当前位置:C++技术网 > 资讯 > [Win32] 如何检测本地文件被修改

[Win32] 如何检测本地文件被修改

更新时间:2017-02-26 00:54:44浏览次数:1+次

    在开发一个XX软件的时候,我的XX软件需要储存一些数据在本地硬盘中,这个数据存储的是XX软件的核心配置,不希望任何人对它进行修改(除了XX软件本身)。

    那么应该如何对检测本地是否被修改呢?

    我自己想了两个方法,但不完善。

    方法一:记录下文件的修改日期。

    方法一缺点:记录了 修改日期 的文件可能会被其他人修改。

    方法二:在核心配置数据的开头中添加标志位。

    方法二缺点:如果标志位没被修改,仅是中间的数据被改,这就糟糕了。


    最后我换了下思路,能不能把核心配置整个文件进行加密处理,只要中间发生任何修改,都将解密不成功,均视为文件被修改了。

    但是加密解密一直都是个问题,就是加密的话如何能做到像 .rar 的那种算法?

    论安全的话,解密的密码是保留在软件内的,有可能会被人反汇编,然后以查明文找到的风险。

    那么最好的处理方法是什么呢?

    最后感谢C++技术网的回答。


C++技术网会员解答:

    您好,感谢您对C++技术网的信任与支持。

    您的分析其实挺好,有3个方案,只是单一来看,还不够,漏洞比较多。其实你可以将你这个3个方案综合起来,这样也就加大了难度。在安全行业,没有绝对安全的系统。我们只要将我们的安全等级保持在一个难以突破的等级就可以了。所以,只要将这个安全系统复杂化之后,破解难度也就加大了。

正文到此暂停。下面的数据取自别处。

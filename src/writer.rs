use polars::prelude::*;
use std::{fs::File, path::Path};
use tracing::info;

use crate::{clean::TIMESTAMP_FORMAT, error::PipelineError};

/// Writes the merged table with a header row and no index column. Missing values are
/// written as empty fields.
pub fn write_merged<P: AsRef<Path>>(path: P, merged: &mut DataFrame) -> Result<(), PipelineError> {
    let path = path.as_ref();
    let file = File::create(path).map_err(|source| PipelineError::Io {
        path: path.to_path_buf(),
        source,
    })?;

    CsvWriter::new(file)
        .include_header(true)
        .with_datetime_format(Some(TIMESTAMP_FORMAT.to_owned()))
        .finish(merged)
        .map_err(|source| PipelineError::Write {
            path: path.to_path_buf(),
            source,
        })?;

    info!(path = %path.display(), rows = merged.height(), "merged table written");

    Ok(())
}

#[cfg(test)]
mod tests {
    use super::*;
    use crate::clean::clean_orders;
    use crate::features::derive_features;
    use crate::join::merge;
    use crate::records::load_tables;
    use std::fs;
    use tempfile::tempdir;

    fn fixture() -> DataFrame {
        let tables = load_tables("test-inputs").unwrap();
        derive_features(merge(&tables, &clean_orders(tables.orders.clone())).unwrap()).unwrap()
    }

    #[test]
    fn writes_header_and_rows() {
        let dir = tempdir().unwrap();
        let path = dir.path().join("cleaned_customer_data.csv");
        let mut merged = fixture();

        write_merged(&path, &mut merged).unwrap();

        let mut rdr = csv::Reader::from_path(&path).unwrap();
        let headers = rdr.headers().unwrap().clone();
        assert_eq!(headers.len(), merged.width());
        assert_eq!(&headers[0], "order_id");
        assert_eq!(&headers[headers.len() - 3], "TotalAmount");
        assert_eq!(&headers[headers.len() - 1], "Year");

        let records: Vec<csv::StringRecord> = rdr.records().collect::<Result<_, _>>().unwrap();
        assert_eq!(records.len(), 7);
        assert_eq!(&records[0][0], "o1");
        assert_eq!(&records[0][3], "2017-10-02 10:56:33");
        assert_eq!(&records[0][headers.len() - 2], "10");
        assert_eq!(&records[0][headers.len() - 1], "2017");
    }

    #[test]
    fn missing_values_are_empty_fields() {
        let dir = tempdir().unwrap();
        let path = dir.path().join("out.csv");

        write_merged(&path, &mut fixture()).unwrap();

        let mut rdr = csv::Reader::from_path(&path).unwrap();
        let english = rdr
            .headers()
            .unwrap()
            .iter()
            .position(|h| h == "product_category_name_english")
            .unwrap();
        let o2 = rdr
            .records()
            .map(Result::unwrap)
            .find(|r| &r[0] == "o2")
            .unwrap();
        assert_eq!(&o2[english], "");
        assert_eq!(&o2[3], "2018-07-24 20:41:37");
    }

    #[test]
    fn quoted_fields_round_trip() {
        let dir = tempdir().unwrap();
        let path = dir.path().join("out.csv");

        write_merged(&path, &mut fixture()).unwrap();

        let text = fs::read_to_string(&path).unwrap();
        assert!(text.contains("\"chegou antes, muito bom, recomendo\""));
        assert!(text.contains(",01310,"));
    }

    #[test]
    fn rewriting_is_byte_identical() {
        let dir = tempdir().unwrap();
        let first = dir.path().join("first.csv");
        let second = dir.path().join("second.csv");

        write_merged(&first, &mut fixture()).unwrap();
        write_merged(&second, &mut fixture()).unwrap();

        assert_eq!(fs::read(&first).unwrap(), fs::read(&second).unwrap());
    }

    #[test]
    fn unwritable_path_is_an_error() {
        let dir = tempdir().unwrap();
        let path = dir.path().join("missing-dir").join("out.csv");

        let err = write_merged(&path, &mut fixture()).unwrap_err();

        assert!(matches!(err, PipelineError::Io { .. }));
    }
}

    我们给您一个参考的实现方法,也是综合了你的方案,再加上补充和解释,供你参考。

第一步:

    利用文件修改时间。我们将配置文件的二进制数据和文件修改时间二进制格式混在一起。混合的方法自己定义,可以加载开头,也可以在中间某一个位置,也可以在末尾。你还可以在开头加上一段混淆字节序列。反正就是对原始数据做一个处理。加的越多越乱也就越复杂,当然你自己解码也会复杂些。不过这个通过逆向分析也是可以得到操作方式的,不过已经加大了难度。

    这一步可以让别人剥掉外壳到达最核心的数据,因为不知道混淆的数据之前的原始数据,也是没有办法的。除非人家技术达到能够将这个混淆过程逆向出来,那也是醉了。其实这个逆向也不是特别麻烦吧。就是你字节的处理过程,逆向处理一下。因为你自己的代码会去解码这个文件,人家跟着你的代码一步步的演化就可以了。虽说难,但是还是可以行的。

第二步:

    将第一步混淆的数据进行Sha256提取摘要,当然还有其他各种提取摘要算法,或者是MD5摘要。我们这里只是举一个例子。得到摘要数据你可以再混入数据存储起来。在解码时你需要逆向将这个摘要去除,还原到第一步的数据。

第三步:

    选定一个密码。密码的现在也是有讲究的。不要选择字母组合,这样的字符很容易识别出来作为密码的。我们选择密码可以选择非字符的数字组合,这样即使逆向了,也很难识别出哪个是密码。因为你毕竟会用密码去解密,密码太显眼了,容易被看出来。密码就以变量形式写在代码里,不要以常量字符串形式写。最好可以以多次处理在代码中得到密码,加强密码破解难度。

第四步:

    用这个密码去加密第二步的数据,然后写成配置文件。写入时以二进制写入。

    这个配置文件数据和配置文件的修改日期都可以作为检测文件是否被修改的依据 。一旦文件日期被修改,你就可以逆向提取出存储的时间,比对一下就知道被修改了。如果数据被修改了,同样可以检测出来。当然,你比对的时候,只需要比对数据中的某些字节序列,不要比对所有的数据,这样容易暴露数据。

    而且因为有了这些综合,破解难度也大大提高了。当然,要多复杂,你可以自己拿捏。想再复杂点,可以再多一点过程,多绕一点弯。如果没有必要太复杂,可以简化一些步骤。思路就是这样。